Гости помылись в баньке по-черному. Потом жена Кокшарова набрала три мешочка сухого песка, нагрела на огне и положила один на грудь Павла, а оставшиеся – на колени. Больного укутала одеялом на гусином пуху да еще и накрыла тулупом. Павел лежал на топчане, ворочался от нестерпимо горячего песка, потом притерпелся, успокоился и уснул. Часа через три проснулся, истекая потом. Подошел хозяин, откинул влажное одеяло. Пот обильно покрывал лоб больного, пунцовые щеки и стекал по подбородку за ворот рубахи.
– Хорошо! Это лучше баньки! Песок хворь погнал из тела, – радовался Афанасий. – Раза три прогреешься – и ломоту как рукой снимет. Но дальше пешком тебе нельзя. Ноги должны отдохнуть после хвори. Молод еще. Мужиком не стал. Я тебя лодкой доставлю до Толстого Носа, там будешь ждать пароход. Доберешься до Енисейска и жди там брата.
– Я здесь должен дождаться брата. Он, наверное, и так волнуется. Месяц, как мы расстались, – ответил Павел.

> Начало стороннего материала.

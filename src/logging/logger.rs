//! The [`Logger`]: `tracing` events plus a record of every operation.
use std::path::{Path, PathBuf};
use std::sync::{Mutex, PoisonError};

use super::types::{DRY_RUN, Log, OUTPUT, OperationRecord, OperationStatus, STAGE};
use super::utils::log_path;
use crate::exec::{OutputLine, OutputStream};

/// Routes messages to `tracing` and remembers how each operation ended.
///
/// The file sink itself is installed by
/// [`init_subscriber`](super::init_subscriber); the logger only knows where
/// it is so the summary can point at it.
#[derive(Debug)]
pub struct Logger {
    records: Mutex<Vec<OperationRecord>>,
    log_file: Option<PathBuf>,
}

impl Logger {
    /// Logger for the subcommand `command` (names the log file).
    #[must_use]
    pub fn new(command: &str) -> Self {
        Self {
            records: Mutex::new(Vec::new()),
            log_file: log_path(command),
        }
    }

    /// Where this run's log file lives, if one could be created.
    #[must_use]
    pub fn log_file(&self) -> Option<&Path> {
        self.log_file.as_deref()
    }

    /// Every operation recorded so far, in order.
    #[must_use]
    pub fn records(&self) -> Vec<OperationRecord> {
        self.records
            .lock()
            .unwrap_or_else(PoisonError::into_inner)
            .clone()
    }

    /// Number of operations that ended [`OperationStatus::Failed`].
    #[must_use]
    pub fn failure_count(&self) -> usize {
        self.records
            .lock()
            .unwrap_or_else(PoisonError::into_inner)
            .iter()
            .filter(|r| r.status == OperationStatus::Failed)
            .count()
    }

    /// Log one line per recorded operation under a "Summary" stage.
    ///
    /// Silent when nothing was recorded.
    pub fn print_summary(&self) {
        let records = self.records();
        if records.is_empty() {
            return;
        }
        self.stage("Summary");
        for record in &records {
            self.info(&record.summary_line());
        }
        if let Some(path) = &self.log_file {
            self.info(&format!("\x1b[2mfull log: {}\x1b[0m", path.display()));
        }
    }
}

impl Log for Logger {
    fn stage(&self, msg: &str) {
        tracing::info!(target: STAGE, "{msg}");
    }

    fn info(&self, msg: &str) {
        tracing::info!("{msg}");
    }

    fn debug(&self, msg: &str) {
        tracing::debug!("{msg}");
    }

    fn warn(&self, msg: &str) {
        tracing::warn!("{msg}");
    }

    fn error(&self, msg: &str) {
        tracing::error!("{msg}");
    }

    fn dry_run(&self, msg: &str) {
        tracing::info!(target: DRY_RUN, "{msg}");
    }

    fn output(&self, line: &OutputLine) {
        let stderr = line.stream == OutputStream::Stderr;
        tracing::info!(target: OUTPUT, stderr, "{}", line.text);
    }

    fn record(&self, name: &str, status: OperationStatus, detail: Option<&str>) {
        self.debug(&format!("{name}: {status}"));
        self.records
            .lock()
            .unwrap_or_else(PoisonError::into_inner)
            .push(OperationRecord {
                name: name.to_string(),
                status,
                detail: detail.map(String::from),
            });
    }
}
// Copyright Materialize, Inc. and contributors. All rights reserved.
//
// Use of this software is governed by the Business Source License
// included in the LICENSE file.
//
// As of the Change Date specified in that file, in accordance with
// the Business Source License, use of this software will be governed
// by the Apache License, Version 2.0.

//! Concrete [`Prognosticator`], [`Pager`], and [`DnsUpdater`]
//! implementations that shell out to the three external scripts named in
//! `ScriptPaths`, mirroring `engine/aws/ec_wrapper.py`'s
//! `subprocess.check_output`/`subprocess.run` calls translated to
//! `tokio::process::Command` + `ExitStatus` checks.

use std::path::PathBuf;
use std::process::Stdio;

use async_trait::async_trait;
use tracing::warn;

use scale_types::{DnsRecordType, NodeId};

use crate::collaborators::{DnsError, Pager, PagerError, Prognosticator};

/// Invokes the prognostication script with `(cluster_name, proposed_class)`
/// as arguments and takes its trimmed stdout as the effective class. A
/// nonzero exit, unreadable stdout, or empty stdout all degrade to the
/// proposal, per the script's contract in §6 — never propagated as an
/// error.
pub struct ProcessPrognosticator {
    script: PathBuf,
}

impl ProcessPrognosticator {
    pub fn new(script: PathBuf) -> ProcessPrognosticator {
        ProcessPrognosticator { script }
    }
}

#[async_trait]
impl Prognosticator for ProcessPrognosticator {
    async fn effective_class(&self, cluster_name: &str, proposed_class: &str) -> String {
        let output = tokio::process::Command::new(&self.script)
            .arg(cluster_name)
            .arg(proposed_class)
            .stdin(Stdio::null())
            .output()
            .await;
        let output = match output {
            Ok(output) => output,
            Err(error) => {
                warn!(%error, script = %self.script.display(), "prognostication script failed to launch, using proposed class");
                return proposed_class.to_string();
            }
        };
        if !output.status.success() {
            warn!(
                status = %output.status,
                script = %self.script.display(),
                "prognostication script exited nonzero, using proposed class",
            );
            return proposed_class.to_string();
        }
        match String::from_utf8(output.stdout) {
            Ok(stdout) if !stdout.trim().is_empty() => stdout.trim().to_string(),
            Ok(_) => proposed_class.to_string(),
            Err(error) => {
                warn!(%error, "prognostication script emitted non-UTF8 stdout, using proposed class");
                proposed_class.to_string()
            }
        }
    }
}

/// Invokes the pager script with `(instance_id, title, context)` as
/// arguments; a nonzero exit is surfaced as [`PagerError`] so the caller
/// can log that the human escalation itself failed.
pub struct ProcessPager {
    script: PathBuf,
}

impl ProcessPager {
    pub fn new(script: PathBuf) -> ProcessPager {
        ProcessPager { script }
    }
}

#[async_trait]
impl Pager for ProcessPager {
    async fn page(&self, node: &NodeId, title: &str, context: &str) -> Result<(), PagerError> {
        let status = tokio::process::Command::new(&self.script)
            .arg(&node.0)
            .arg(title)
            .arg(context)
            .stdin(Stdio::null())
            .status()
            .await
            .map_err(|error| PagerError(node.clone(), error.to_string()))?;
        if !status.success() {
            return Err(PagerError(node.clone(), format!("exited with {status}")));
        }
        Ok(())
    }
}

/// Invokes the DNS updater script with
/// `(zone, name, address, record-type)` as arguments.
pub struct ProcessDnsUpdater {
    script: PathBuf,
}

impl ProcessDnsUpdater {
    pub fn new(script: PathBuf) -> ProcessDnsUpdater {
        ProcessDnsUpdater { script }
    }
}

#[async_trait]
impl crate::collaborators::DnsUpdater for ProcessDnsUpdater {
    async fn update(
        &self,
        zone: &str,
        name: &str,
        address: &str,
        record_type: DnsRecordType,
    ) -> Result<(), DnsError> {
        let status = tokio::process::Command::new(&self.script)
            .arg(zone)
            .arg(name)
            .arg(address)
            .arg(record_type.to_string())
            .stdin(Stdio::null())
            .status()
            .await
            .map_err(|error| DnsError {
                zone: zone.to_string(),
                name: name.to_string(),
                address: address.to_string(),
                source: error.to_string(),
            })?;
        if !status.success() {
            return Err(DnsError {
                zone: zone.to_string(),
                name: name.to_string(),
                address: address.to_string(),
                source: format!("exited with {status}"),
            });
        }
        Ok(())
    }
}
// Copyright Materialize, Inc. and contributors. All rights reserved.
//
// Use of this software is governed by the Business Source License
// included in the LICENSE file.
//
// As of the Change Date specified in that file, in accordance with
// the Business Source License, use of this software will be governed
// by the Apache License, Version 2.0.

//! Process-wide `tracing` subscriber setup, driven by [`LoggingConfig`][lc].
//!
//! [lc]: https://docs.rs/scale-types (see `scale_types::config::LoggingConfig`)

use tracing_subscriber::layer::SubscriberExt;
use tracing_subscriber::util::SubscriberInitExt;
use tracing_subscriber::{EnvFilter, Registry};

/// Installs the global tracing subscriber. `level` is a `tracing`
/// directive (e.g. `"info"`, `"dbscaler=debug,warn"`); `json` switches
/// between the human-readable and JSON-structured formatters.
pub fn init(level: &str, json: bool) {
    let env_filter = EnvFilter::try_new(level).unwrap_or_else(|_| EnvFilter::new("info"));
    let registry = Registry::default().with(env_filter);
    if json {
        registry
            .with(tracing_subscriber::fmt::layer().json())
            .try_init()
            .ok();
    } else {
        registry
            .with(tracing_subscriber::fmt::layer())
            .try_init()
            .ok();
    }
}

– Павел Александрович! С вашей болезнью надо уезжать отсюда, чем быстрее, тем лучше. Скоро осень. Начнутся заморозки. Вам никак нельзя простывать. Брат ваш правым берегом дойдет до Дудинского. А дальше мы вместе пойдем на лодках. Афанасий, нам понадобятся две лодки: Павлу Александровичу – в Толстый Нос, а мне – до реки Соленой. Хочу посмотреть юрские пласты на Пелядке.
– Господин Шмидт! – как можно официальнее обратился Павел. – Все-таки мой брат – начальник экспедиции. И только он волен отправить меня пароходом в Енисейск. Я же вам говорю и ему скажу при встрече: никуда не поеду! Буду с вами до конца экспедиции. А болезнь, думаю, пересилю.
Афанасий Кокшаров похлопал больного:
– Молодец, Павел! Моей закваски! В любом деле иди до конца. Начнешь давать себе поблажки, считай, жизнь не сложится. А на Федора Богдановича не обижайся. Мы просто хотим оградить тебя от болезней. Такие болячки нельзя запускать. Впереди еще две тысячи верст. Почти все надо прошагать. И через ручьи, и через реки, и через горы, и через бурелом. Говорю потому, что знаю. Три года водил по зимнику обозы из Туруханска до Енисейска. Мне можешь верить!
Павел улыбнулся. Под одеялом подвигал ногами.
– О! Суставов не слышу. Боли почти нет. А вам, Афанасий, спасибо за совет. Буду следовать ему всю жизнь!